> [WORK TO BE COMPLETED] Your answer should consist only of the lines below from the one with "shapes defined in" through the one with "pub use request::GraphQLRequestData;", copied exactly.

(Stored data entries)

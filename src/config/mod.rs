//! Configuration management subsystem.
//!
//! # Data Flow
//! ```text
//! config file (TOML)
//!     → loader.rs (parse & deserialize)
//!     → validation.rs (semantic checks)
//!     → ServerConfig (validated, immutable)
//!     → handed to the HTTP server and the view options
//! ```
//!
//! # Design Decisions
//! - Config is immutable once loaded
//! - All fields have defaults to allow minimal configs
//! - Validation separates syntactic (serde) from semantic checks

pub mod loader;
pub mod schema;
pub mod validation;

pub use loader::{load_config, ConfigError};
pub use schema::{
    GraphQLConfig, LimitsConfig, ListenerConfig, ObservabilityConfig, ServerConfig, TimeoutConfig,
};
//! Shared utilities for integration tests.

use std::net::SocketAddr;
use std::time::Duration;

use graphql_http::config::ServerConfig;
use graphql_http::demo::HelloSchema;
use graphql_http::http::HttpServer;
use graphql_http::lifecycle::Shutdown;
use graphql_http::{GraphQLView, ViewOptions};
use tokio::net::TcpListener;

/// A running server and the handle that stops it.
pub struct TestServer {
    pub addr: SocketAddr,
    pub shutdown: Shutdown,
}

impl TestServer {
    pub fn url(&self) -> String {
        format!("http://{}/graphql", self.addr)
    }
}

impl Drop for TestServer {
    fn drop(&mut self) {
        self.shutdown.trigger();
    }
}

/// Start the demo schema on an ephemeral local port.
pub async fn start_server(config: ServerConfig) -> TestServer {
    let listener = TcpListener::bind("127.0.0.1:0").await.unwrap();
    let addr = listener.local_addr().unwrap();

    let view = GraphQLView::new(HelloSchema).with_options(ViewOptions::from(&config.graphql));
    let server = HttpServer::new(config, view);

    let shutdown = Shutdown::new();
    let server_shutdown = shutdown.subscribe();
    tokio::spawn(async move {
        let _ = server.run(listener, server_shutdown).await;
    });

    tokio::time::sleep(Duration::from_millis(50)).await;
    TestServer { addr, shutdown }
}

pub fn client() -> reqwest::Client {
    reqwest::Client::builder()
        .pool_max_idle_per_host(0)
        .no_proxy()
        .build()
        .unwrap()
}
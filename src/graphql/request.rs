//! Normalized GraphQL request data.

use indexmap::IndexMap;

use crate::graphql::error::ProtocolError;
use crate::graphql::value::{Value, Variables};

/// The three GraphQL-over-HTTP request fields, whatever encoding carried them.
#[derive(Debug, Clone, Default, PartialEq)]
pub struct GraphQLRequestData {
    pub query: Option<String>,
    pub variables: Option<Variables>,
    pub operation_name: Option<String>,
}

impl GraphQLRequestData {
    /// Extract `query`, `variables` and `operationName` from a decoded object.
    ///
    /// Absent keys and explicit `null`s both map to `None`. Any other type
    /// in those slots makes the body malformed.
    pub fn from_object(mut object: IndexMap<String, Value>) -> Result<Self, ProtocolError> {
        let query = string_field(object.shift_remove("query"))?;
        let operation_name = string_field(object.shift_remove("operationName"))?;
        let variables = match object.shift_remove("variables") {
            None | Some(Value::Null) => None,
            Some(Value::Object(variables)) => Some(variables),
            Some(_) => return Err(ProtocolError::MalformedBody),
        };

        Ok(Self {
            query,
            variables,
            operation_name,
        })
    }
}

fn string_field(value: Option<Value>) -> Result<Option<String>, ProtocolError> {
    match value {
        None | Some(Value::Null) => Ok(None),
        Some(Value::String(s)) => Ok(Some(s)),
        Some(_) => Err(ProtocolError::MalformedBody),
    }
}
//! GraphQL-over-HTTP protocol layer.
//!
//! Framework independent: everything here works on the shapes defined in
//! [`transport`], and the axum binding in [`crate::http`] adapts to them.

pub mod console;
pub mod error;
pub mod executor;
pub mod operation;
pub mod parser;
pub mod request;
pub mod response;
pub mod transport;
pub mod uploads;
pub mod value;
pub mod view;

pub use error::ProtocolError;
pub use executor::{
    BlockingExecutor, ExecutionError, ExecutionRequest, ExecutionResult, Executor, GraphQLError,
};
pub use operation::{OperationType, OperationTypes};
pub use request::GraphQLRequestData;
pub use response::{GraphQLHttpResponse, ResponseBuilder};
pub use transport::{
    BlockingTransportRequest, FormData, MemoryRequest, QueryParams, RequestHead, SubResponse,
    TransportRequest, TransportResponse,
};
pub use uploads::UploadedFile;
pub use value::{Value, Variables};
pub use view::{ContextBuilder, GraphQLView, RootValueBuilder, ViewOptions};
//! Transport level failures and their HTTP mapping.

use http::{Method, StatusCode};
use thiserror::Error;

use crate::graphql::executor::ExecutionError;
use crate::graphql::operation::OperationType;
use crate::graphql::uploads::UploadError;

/// Every way a request can fail before or around execution.
///
/// The `Display` text is the body sent to the client.
#[derive(Debug, Error)]
pub enum ProtocolError {
    #[error("Method Not Allowed")]
    MethodNotAllowed,

    #[error("Unsupported Media Type")]
    UnsupportedMediaType,

    #[error("Unable to parse request body as JSON")]
    MalformedBody,

    #[error("File(s) missing in form data")]
    MissingUploads(#[from] UploadError),

    #[error("No GraphQL query found in the request")]
    MissingQuery,

    #[error("{} are not allowed when using {method}", .operation_type.plural())]
    InvalidOperationType {
        operation_type: OperationType,
        method: Method,
    },

    /// The framework binding failed to read the body or a multipart stream.
    #[error("Unable to read request body")]
    BodyRead(String),

    /// A GET without parameters when no console is served.
    #[error("")]
    NotFound,
}

impl ProtocolError {
    pub fn status(&self) -> StatusCode {
        match self {
            ProtocolError::MethodNotAllowed => StatusCode::METHOD_NOT_ALLOWED,
            ProtocolError::UnsupportedMediaType => StatusCode::UNSUPPORTED_MEDIA_TYPE,
            ProtocolError::NotFound => StatusCode::NOT_FOUND,
            ProtocolError::MalformedBody
            | ProtocolError::MissingUploads(_)
            | ProtocolError::MissingQuery
            | ProtocolError::InvalidOperationType { .. }
            | ProtocolError::BodyRead(_) => StatusCode::BAD_REQUEST,
        }
    }

    /// Client facing reason text.
    pub fn reason(&self) -> String {
        self.to_string()
    }

    /// Attach the request method to an engine rejection.
    pub fn from_execution(error: ExecutionError, method: &Method) -> Self {
        match error {
            ExecutionError::InvalidOperationType(operation_type) => {
                ProtocolError::InvalidOperationType {
                    operation_type,
                    method: method.clone(),
                }
            }
            ExecutionError::MissingQuery => ProtocolError::MissingQuery,
        }
    }
}

#[cfg(test)]
mod tests {
    use super::*;

    #[test]
    fn test_status_codes() {
        assert_eq!(ProtocolError::MethodNotAllowed.status(), 405);
        assert_eq!(ProtocolError::UnsupportedMediaType.status(), 415);
        assert_eq!(ProtocolError::MalformedBody.status(), 400);
        assert_eq!(
            ProtocolError::MissingUploads(UploadError::MissingFile("0".into())).status(),
            400
        );
        assert_eq!(ProtocolError::MissingQuery.status(), 400);
        assert_eq!(ProtocolError::NotFound.status(), 404);
    }

    #[test]
    fn test_reasons() {
        assert_eq!(ProtocolError::MethodNotAllowed.reason(), "Method Not Allowed");
        assert_eq!(
            ProtocolError::MissingUploads(UploadError::UnreferencedFile("1".into())).reason(),
            "File(s) missing in form data"
        );
        assert_eq!(ProtocolError::NotFound.reason(), "");
    }

    #[test]
    fn test_invalid_operation_type_names_kind_and_method() {
        let err = ProtocolError::from_execution(
            ExecutionError::InvalidOperationType(OperationType::Mutation),
            &Method::GET,
        );
        assert_eq!(err.status(), StatusCode::BAD_REQUEST);
        assert_eq!(err.reason(), "mutations are not allowed when using GET");
    }
}
//! GraphQL over HTTP server
//!
//! Serves the demo schema over the GraphQL-over-HTTP protocol layer.
//!
//! # Architecture Overview
//!
//! ```text
//!     Client Request     ┌──────────┐    ┌─────────────┐    ┌─────────────┐
//!     ──────────────────▶│   http   │───▶│ graphql     │───▶│  executor   │
//!                        │  (axum)  │    │ view/parser │    │  (engine)   │
//!     Client Response    │          │    │             │    │             │
//!     ◀──────────────────│ response │◀───│ response    │◀───│   result    │
//!                        └──────────┘    └─────────────┘    └─────────────┘
//!
//!     cross-cutting: config, observability, lifecycle
//! ```

use std::path::PathBuf;

use clap::Parser;
use tokio::net::TcpListener;

use graphql_http::config::{load_config, ServerConfig};
use graphql_http::demo::HelloSchema;
use graphql_http::lifecycle::{signals, Shutdown};
use graphql_http::observability::{logging, metrics};
use graphql_http::{GraphQLView, HttpServer, ViewOptions};

#[derive(Debug, Parser)]
#[command(name = "graphql-http", version, about = "GraphQL over HTTP server")]
struct Args {
    /// Path to a TOML configuration file. Defaults apply when omitted.
    #[arg(short, long)]
    config: Option<PathBuf>,
}

#[tokio::main]
async fn main() -> Result<(), Box<dyn std::error::Error>> {
    let args = Args::parse();

    let config = match &args.config {
        Some(path) => load_config(path)?,
        None => ServerConfig::default(),
    };

    logging::init(&config.observability.log_level);
    tracing::info!(version = env!("CARGO_PKG_VERSION"), "graphql-http starting");

    tracing::info!(
        bind_address = %config.listener.bind_address,
        path = %config.graphql.path,
        allow_queries_via_get = config.graphql.allow_queries_via_get,
        console_enabled = config.graphql.console_enabled,
        request_timeout_secs = config.timeouts.request_secs,
        "Configuration loaded"
    );

    if config.observability.metrics_enabled {
        match config.observability.metrics_address.parse() {
            Ok(addr) => metrics::init_metrics(addr),
            Err(_) => tracing::error!(
                metrics_address = %config.observability.metrics_address,
                "Failed to parse metrics address"
            ),
        }
    }

    let listener = TcpListener::bind(&config.listener.bind_address).await?;
    tracing::info!(address = %listener.local_addr()?, "Listening for connections");

    let shutdown = Shutdown::new();
    signals::spawn_signal_listener(shutdown.clone());

    let view = GraphQLView::new(HelloSchema).with_options(ViewOptions::from(&config.graphql));
    let server = HttpServer::new(config, view);
    server.run(listener, shutdown.subscribe()).await?;

    tracing::info!("Shutdown complete");
    Ok(())
}
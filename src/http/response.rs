//! Protocol responses as axum responses.

use axum::body::Body;
use axum::response::{IntoResponse, Response};

use crate::graphql::transport::TransportResponse;

impl IntoResponse for TransportResponse {
    fn into_response(self) -> Response {
        let mut response = Response::new(Body::from(self.body));
        *response.status_mut() = self.status;
        *response.headers_mut() = self.headers;
        response
    }
}
//! Configuration loading from disk.

use std::fs;
use std::path::Path;

use thiserror::Error;

use crate::config::schema::ServerConfig;
use crate::config::validation::{validate_config, ValidationError};

/// Error type for configuration loading.
#[derive(Debug, Error)]
pub enum ConfigError {
    #[error("IO error: {0}")]
    Io(#[from] std::io::Error),

    #[error("Parse error: {0}")]
    Parse(#[from] toml::de::Error),

    #[error("Validation failed: {}", join(.0))]
    Validation(Vec<ValidationError>),
}

fn join(errors: &[ValidationError]) -> String {
    errors
        .iter()
        .map(ToString::to_string)
        .collect::<Vec<_>>()
        .join(", ")
}

/// Parse and validate configuration from TOML text.
pub fn parse_config(content: &str) -> Result<ServerConfig, ConfigError> {
    let config: ServerConfig = toml::from_str(content)?;
    validate_config(&config).map_err(ConfigError::Validation)?;
    Ok(config)
}

/// Load and validate configuration from a TOML file.
pub fn load_config(path: &Path) -> Result<ServerConfig, ConfigError> {
    let content = fs::read_to_string(path)?;
    parse_config(&content)
}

> [RESPONSE TO THE EXERCISE]
//! Framework independent: everything here works on the shapes defined in
//! [`transport`], and the axum binding in [`crate::http`] adapts to them.

pub mod console;
pub mod error;
pub mod executor;
pub mod operation;
pub mod parser;
pub mod request;
pub mod response;
pub mod transport;
pub mod uploads;
pub mod value;
pub mod view;

pub use error::ProtocolError;
pub use executor::{
    BlockingExecutor, ExecutionError, ExecutionRequest, ExecutionResult, Executor, GraphQLError,
};
pub use operation::{OperationType, OperationTypes};
pub use request::GraphQLRequestData;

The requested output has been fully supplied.